Asbestos is a mixture of silicates of iron, magnesium, nickel, cadmium and aluminium, and has the unique property of occurring naturally as a fibre. It is remarkably resistant to heat, acid and alkali, and has been widely used for roofing, insulation and fireproofing. Asbestos has been mined in southern Africa, Canada, and Eastern Europe. Several different types of asbestos are recognised: about 90 percent of asbestos is chrysotile, 6 percent crocidolite, and 4 percent amosite. Chrysotile or white asbestos is the softest asbestos fibre.

Each fibre is often as long as 2cm but only a few microns thick. It is less fibrogenic than crocidolite. Crocidolite (blue asbestos) is particularly resistant to chemical destruction and exists in straight fibres up to 50mm in length and 1-2um in width. Crocidolite is the most likely type of asbestos to produce asbestosis and mesothelioma. This may be due to the fact that it is readily trapped in the lung. Its long, thin shape means that it can be inhaled, but subsequent rotation against the long axis of the smaller airways, particularly in turbulent airflow during expiration, causes the fibres to impact.

Crocidolite is also particularly resistant to macrophages and neutrophil and enzymatic destruction. Exposure to asbestos occured particularly in ship building yards and in power stations, but its ubiquitous use meant that low levels of exposure were common.

Up to 50 percent of urban dwellers have been found to have evidence of asbestos bodies (asbestos fibre covered in protein secretions) in their lungs at post-mortem. Regulations in the UK prevent the use of crocidolite and severely restrict the use of chrysotile. Careful dust control measures are enforced, which should eventually abolish the problem.

Workers continue to be exposed to blue asbestos in the course of demolition or in the replacement of insulation, and it should be remembered that there is a considerable time lag between exposure and development of the disease, particularly mesothelioma (20-40 years).

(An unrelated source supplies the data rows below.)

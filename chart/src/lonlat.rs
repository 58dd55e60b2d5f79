use crate::{nav, LatLon};

/// Normalises a longitude into `-180.0..180.0`.
pub fn normal_lon(lon: f64) -> f64 {
	let lon = (lon + 180.0).rem_euclid(360.0) - 180.0;
	// rem_euclid can round up to exactly 360 for tiny negative inputs.
	if lon >= 180.0 {
		lon - 360.0
	} else {
		lon
	}
}

/// The more westerly of two longitudes, assuming they are less than 180 degrees apart.
pub fn westmost(lon1: f64, lon2: f64) -> f64 {
	let east_of = (lon2 - lon1).rem_euclid(360.0);
	normal_lon(if east_of < 180.0 { lon1 } else { lon2 })
}

/// The more easterly of two longitudes, assuming they are less than 180 degrees apart.
pub fn eastmost(lon1: f64, lon2: f64) -> f64 {
	let east_of = (lon2 - lon1).rem_euclid(360.0);
	normal_lon(if east_of < 180.0 { lon2 } else { lon1 })
}

/// The longitude halfway between two longitudes, along the shorter way round.
pub fn avg_lons(lon1: f64, lon2: f64) -> f64 { normal_lon(lon1 + normal_lon(lon2 - lon1) / 2.0) }

/// A lat/lon bounding box. `east` is less than `west` when the box straddles the antimeridian.
#[derive(Copy, Clone, Debug, PartialEq)]
pub struct LatLonBox {
	pub south: f64,
	pub north: f64,
	pub west: f64,
	pub east: f64,
}

impl LatLonBox {
	pub fn new(south: f64, north: f64, west: f64, east: f64) -> Self {
		Self {
			south: south.min(north),
			north: south.max(north),
			west: normal_lon(west),
			east: normal_lon(east),
		}
	}

	/// The box reaching `radius_nm` north, south, east and west of `center`.
	pub fn around(center: LatLon, radius_nm: f64) -> Self {
		Self::new(
			nav::lat_hdg_dist_to_lat(center.lat, 180.0, radius_nm),
			nav::lat_hdg_dist_to_lat(center.lat, 0.0, radius_nm),
			nav::lat_lon_hdg_dist_to_lon(center.lat, center.lon, -90.0, radius_nm),
			nav::lat_lon_hdg_dist_to_lon(center.lat, center.lon, 90.0, radius_nm),
		)
	}

	pub fn crosses_antimeridian(&self) -> bool { self.east < self.west }

	/// Width of the box in degrees of longitude, `0.0..360.0`.
	pub fn lon_span(&self) -> f64 { (self.east - self.west).rem_euclid(360.0) }

	pub fn contains_lat(&self, lat: f64) -> bool { lat >= self.south && lat <= self.north }

	pub fn contains_lon(&self, lon: f64) -> bool { (lon - self.west).rem_euclid(360.0) <= self.lon_span() }

	pub fn contains(&self, point: LatLon) -> bool { self.contains_lat(point.lat) && self.contains_lon(point.lon) }
}

#[cfg(test)]
mod tests {
	use super::*;

	#[test]
	fn normalises() {
		assert_eq!(normal_lon(180.0), -180.0);
		assert_eq!(normal_lon(-180.0), -180.0);
		assert!((normal_lon(190.0) - -170.0).abs() < 1e-12);
		assert!((normal_lon(-541.0) - 179.0).abs() < 1e-12);
		assert!((normal_lon(-71.5) - -71.5).abs() < 1e-12);
	}

	#[test]
	fn westmost_eastmost_across_antimeridian() {
		assert_eq!(westmost(179.0, -179.0), 179.0);
		assert_eq!(eastmost(179.0, -179.0), -179.0);
		assert_eq!(westmost(-179.0, 179.0), 179.0);
		assert_eq!(eastmost(-71.0, -72.0), -71.0);
		assert_eq!(westmost(-71.0, -72.0), -72.0);
		assert!((avg_lons(179.0, -179.0).abs() - 180.0).abs() < 1e-9);
	}

	#[test]
	fn box_straddling_antimeridian() {
		let b = LatLonBox::new(-1.0, 1.0, 179.5, -179.5);
		assert!(b.crosses_antimeridian());
		assert!((b.lon_span() - 1.0).abs() < 1e-9);
		assert!(b.contains(LatLon::new(0.0, 179.9)));
		assert!(b.contains(LatLon::new(0.0, -179.9)));
		assert!(b.contains(LatLon::new(0.0, 180.0)));
		assert!(!b.contains(LatLon::new(0.0, 0.0)));
		assert!(!b.contains(LatLon::new(2.0, 179.9)));
	}

	#[test]
	fn box_around_point() {
		let b = LatLonBox::around(LatLon::new(0.0, 179.99), 1.0);
		assert!(b.crosses_antimeridian());
		assert!(b.contains(LatLon::new(0.0, -179.995)));
		assert!(!b.contains(LatLon::new(0.0, -179.98)));
		assert!((b.north - 1.0 / 60.0).abs() < 1e-9);
	}
}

A synergistic relationship between asbestos and cigarette smoking and the development of bronchial carcinoma, usually Adenocarcinoma, exists; the risk is multiplied fivefold above the risk attributable to smoking. The risk of lung cancer is also increased in non-smokers, especially in those who have parenchyma asbestosis but also in those who pleural plaques without parenchyma fibrosis.

Bilateral diffuse pleural thickening, asbestosis, mesothelioma and asbestos-related carcinoma of the bronchus are all eligible for industrial injuries benefit in the UK, but account for only one-quarter of the number of cases of compensation compared with coal-worker’s pneumoconiosis.

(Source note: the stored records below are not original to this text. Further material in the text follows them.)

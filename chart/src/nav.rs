//! Great-circle navigation on a spherical earth, where one degree of arc is sixty nautical miles.

use crate::{lonlat::normal_lon, LatLon};

pub const FT_PER_M: f64 = 3.28084;
pub const KT_PER_MPS: f64 = 1.94384;
pub const NM_PER_DEG: f64 = 60.0;
pub const M_PER_NM: f64 = 1852.0;

/// Great-circle distance between two points, in nautical miles.
pub fn lat_lon_dist(src: LatLon, dst: LatLon) -> f64 { lat_lon_dist_rad(src, dst).to_degrees() * NM_PER_DEG }

/// Great-circle distance between two points, in radians of arc.
pub fn lat_lon_dist_rad(src: LatLon, dst: LatLon) -> f64 {
	let s_lat = src.lat.to_radians();
	let f_lat = dst.lat.to_radians();
	let d_lon = (dst.lon - src.lon).to_radians();

	let t1 = (f_lat.cos() * d_lon.sin()).powi(2);
	let t2 = (s_lat.cos() * f_lat.sin() - s_lat.sin() * f_lat.cos() * d_lon.cos()).powi(2);
	let t3 = s_lat.sin() * f_lat.sin();
	let t4 = s_lat.cos() * f_lat.cos() * d_lon.cos();
	(t1 + t2).sqrt().atan2(t3 + t4)
}

/// Latitude reached by travelling `dist_nm` from latitude `lat` on true heading `hdg`.
pub fn lat_hdg_dist_to_lat(lat: f64, hdg: f64, dist_nm: f64) -> f64 {
	let dist = (dist_nm / NM_PER_DEG).to_radians();
	let lat = lat.to_radians();
	let hdg = hdg.to_radians();

	(lat.sin() * dist.cos() + lat.cos() * dist.sin() * hdg.cos())
		.clamp(-1.0, 1.0)
		.asin()
		.to_degrees()
}

/// Longitude reached by travelling `dist_nm` from `lat`/`lon` on true heading `hdg`.
pub fn lat_lon_hdg_dist_to_lon(lat: f64, lon: f64, hdg: f64, dist_nm: f64) -> f64 {
	let dist = (dist_nm / NM_PER_DEG).to_radians();
	let lat_r = lat.to_radians();
	let hdg = hdg.to_radians();

	let new_lat = lat_hdg_dist_to_lat(lat, hdg.to_degrees(), dist_nm).to_radians();
	let dlon = (hdg.sin() * dist.sin() * lat_r.cos()).atan2(dist.cos() - lat_r.sin() * new_lat.sin());
	normal_lon(dlon.to_degrees() + lon)
}

/// The point `dist_nm` away from `from` on true heading `hdg`.
pub fn project(from: LatLon, hdg: f64, dist_nm: f64) -> LatLon {
	LatLon {
		lat: lat_hdg_dist_to_lat(from.lat, hdg, dist_nm),
		lon: lat_lon_hdg_dist_to_lon(from.lat, from.lon, hdg, dist_nm),
	}
}

#[cfg(test)]
mod tests {
	use super::*;

	#[test]
	fn one_degree_is_sixty_miles() {
		let d = lat_lon_dist(LatLon::new(42.0, -71.0), LatLon::new(43.0, -71.0));
		assert!((d - 60.0).abs() < 1e-9);
	}

	#[test]
	fn project_then_measure() {
		let start = LatLon::new(42.0, -71.0);
		for hdg in [0.0, 45.0, 90.0, 200.0, 270.0] {
			let end = project(start, hdg, 3.0);
			assert!((lat_lon_dist(start, end) - 3.0).abs() < 1e-6, "heading {}", hdg);
		}

		assert!(project(start, 0.0, 3.0).lat > 42.0);
		assert!(project(start, 45.0, 3.0).lon > -71.0);
		assert!(project(start, 200.0, 3.0).lat < 42.0);
	}

	#[test]
	fn west_reduces_longitude() {
		let end = project(LatLon::new(42.0, -71.0), 270.0, 3.0);
		let expected = -71.0 - 3.0 / 60.0 / 42f64.to_radians().cos();
		assert!((end.lon - expected).abs() < 1e-4);
		assert!((end.lat - 42.0).abs() < 1e-3);
	}

	#[test]
	fn crosses_antimeridian() {
		let end = project(LatLon::new(0.0, 179.99), 90.0, 6.0);
		assert!(end.lon < -179.0);
	}
}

Asbestosis is defined as fibrosis of the lungs caused by asbestos dust, which may or may not be associated with fibrosis of the parietal or visceral layers of the pleura. It is a progressive disease characterized by the breathlessness and accompanied by finger clubbing and bilateral basal end-inspiratory crackles. Fibrosis, not detectable on chest X-ray, may be revealed on CT scan. No treatment is known to alter the progress of the disease, though corticosteroids are often prescribed.

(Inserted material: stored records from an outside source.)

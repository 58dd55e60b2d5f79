use clap::{Parser, Subcommand};

use crate::{elev::Elev, info::Info, lcc::Lcc, pack::Pack, scan::Scan};

mod common;
mod elev;
mod info;
mod lcc;
mod pack;
mod scan;

#[derive(Parser)]
struct Options {
	#[clap(subcommand)]
	command: Command,
}

#[derive(Subcommand)]
enum Command {
	Info(Info),
	Pack(Pack),
	Elev(Elev),
	Lcc(Lcc),
	Scan(Scan),
}

fn main() {
	env_logger::init();

	let opts: Options = Options::parse();
	match opts.command {
		Command::Info(info) => info::info(info),
		Command::Pack(pack) => pack::pack(pack),
		Command::Elev(elev) => elev::elev(elev),
		Command::Lcc(lcc) => lcc::lcc(lcc),
		Command::Scan(scan) => scan::scan(scan),
	}
}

The number of cases of mesothelioma has increased progressively since the mid-1980s and has now reached over 1000 cases per year. Pleural effusions are the most common. I.e. persistant chest wall pain, which should raise the index of suspicion even if the initial pleural fluid or biopsy samples are non-diagnostic. Often thoracoscopic biopsy is needed to obtain sufficient tissue for diagnosis. In the event of a positive pleural biopsy diagnosis, local radio-therapy should be given to prevent the seeding of mesothelioma cells down the needle track.